Physiotherapy management
Physiotherapy for cervical radiculopathy aims to reduce pain, restore function, and prevent recurrence through a combination of manual therapy, exercises, and patient education. A tailored approach based on individual assessment ensures optimal recovery. This includes but is not limited to:
- Rest & Activity Modification: Avoid activities that exacerbate symptoms.

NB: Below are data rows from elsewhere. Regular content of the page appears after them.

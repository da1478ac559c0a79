use std::sync::Arc;

use anyhow::Context;
use sharecast_protocol::{IceCandidateRecord, SessionDescription, SignalingEnvelope};
use tracing::{debug, info};

use crate::engine::{AttachedTrack, FrameSource, PeerEngine};
use crate::session::{Session, Transition};

/// Owns the peer connection for one session and produces the envelopes the
/// offer/answer exchange needs.
pub struct NegotiationController {
    device_id: String,
    peer: Option<Arc<dyn PeerEngine>>,
    track: Option<Box<dyn AttachedTrack>>,
}

impl NegotiationController {
    pub fn new(device_id: impl Into<String>, peer: Arc<dyn PeerEngine>) -> Self {
        Self {
            device_id: device_id.into(),
            peer: Some(peer),
            track: None,
        }
    }

    fn peer(&self) -> anyhow::Result<&Arc<dyn PeerEngine>> {
        self.peer.as_ref().context("Peer connection already closed")
    }

    /// Attach the capture output as the outgoing video track. Only one track
    /// is ever attached.
    pub async fn attach(&mut self, source: FrameSource) -> anyhow::Result<()> {
        if self.track.is_some() {
            debug!("Video track already attached");
            return Ok(());
        }
        let track = self
            .peer()?
            .add_track(source)
            .await
            .context("Failed to attach video track")?;
        self.track = Some(track);
        info!("Video track attached");
        Ok(())
    }

    /// Create the offer if the session is ready for one.
    ///
    /// `offerSent` is latched before the engine is asked for an offer, so a
    /// failed or slow offer still never produces a second one.
    pub async fn maybe_create_offer(
        &self,
        session: &mut Session,
    ) -> anyhow::Result<Option<SignalingEnvelope>> {
        if !session.offer_ready() {
            return Ok(None);
        }
        let peer = self.peer()?;
        if !session.apply(Transition::OfferSent) {
            return Ok(None);
        }

        let offer = peer.create_offer().await.context("Failed to create offer")?;
        peer.set_local_description(offer.clone())
            .await
            .context("Failed to set local description")?;
        info!(device_id = %self.device_id, "Offer created");

        Ok(Some(SignalingEnvelope::Offer {
            device_id: self.device_id.clone(),
            sdp: offer,
        }))
    }

    /// Apply the viewer's answer. Returns `false` once the peer is gone.
    pub async fn apply_answer(&self, sdp: SessionDescription) -> anyhow::Result<bool> {
        let Some(peer) = &self.peer else {
            debug!("Ignoring answer, peer connection closed");
            return Ok(false);
        };
        peer.set_remote_description(sdp)
            .await
            .context("Failed to set remote description")?;
        Ok(true)
    }

    /// Hand a remote candidate straight to the engine, whether or not the
    /// remote description has been applied yet.
    pub async fn apply_candidate(&self, candidate: IceCandidateRecord) -> anyhow::Result<()> {
        let Some(peer) = &self.peer else {
            debug!("Ignoring candidate, peer connection closed");
            return Ok(());
        };
        peer.add_ice_candidate(candidate)
            .await
            .context("Failed to add ICE candidate")
    }

    /// Wrap a locally gathered candidate for the signaling server.
    pub fn local_candidate(&self, candidate: IceCandidateRecord) -> SignalingEnvelope {
        SignalingEnvelope::Candidate {
            device_id: Some(self.device_id.clone()),
            candidate,
        }
    }

    /// Give up the track and peer for teardown. Later calls are no-ops.
    pub fn release(&mut self) -> (Option<Box<dyn AttachedTrack>>, Option<Arc<dyn PeerEngine>>) {
        (self.track.take(), self.peer.take())
    }
}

- Manual Therapy: to reduce nerve compression, reduce muscle tension and reduce stiffness in associated areas
- Ergonomic Modifications & Postural Correction: This will be implemented into work, daily activities and sleep to reduce neural tension and improve symptoms
- Exercise Therapy: For range of motion, strengthening and reducing neural tension & irritation
The general consensus in the literature, including (Boyles et al., 2011), demonstrate that combining manual therapy techniques with therapeutic exercise is effective for improving function and range of motion, while also reducing pain.
Corticosteroid injections
- These are commonly used as an adjunct to treatment in more debilitating cases. These injections allow for local delivery of a high dose of corticosteroids that are believed to reduce inflammation and reduce pain inputs from nerves. The goal of these injections is usually to offer sufficient short-term pain relief, allowing you to start or continue physical therapy, or to help prevent the need for more invasive pain management procedures
- A study conducted by (Hashemi et al., 2019) found that of the total 37 cases, injections provided substantial pain relief and functional improvement over a two-year follow-up period, along with above-average patient satisfaction in the majority of patients.
Surgery
This is generally indicated for patients who:
- Do not respond to at least six weeks of conservative treatments
- Experience significant pain that impairs daily activities
- Have progressive neurological deficits, such as muscle weakness or loss of sensation
- Present with structural issues, like herniated discs or bone spurs, compressing nerve roots
Common surgical procedures include:
- Anterior Cervical Discectomy and Fusion: Involves removing the problematic disc and fusing the adjacent vertebrae to stabilise the spine.
- Posterior Cervical Foraminotomy: Relieves nerve root compression by removing bone or tissue from the back of the spine.
- Cervical Disc Arthroplasty (Artificial Disc Replacement): Replaces the damaged disc with an artificial one to preserve motion
Information is provided for education purposes only. Always consult your physiotherapist or other health professional.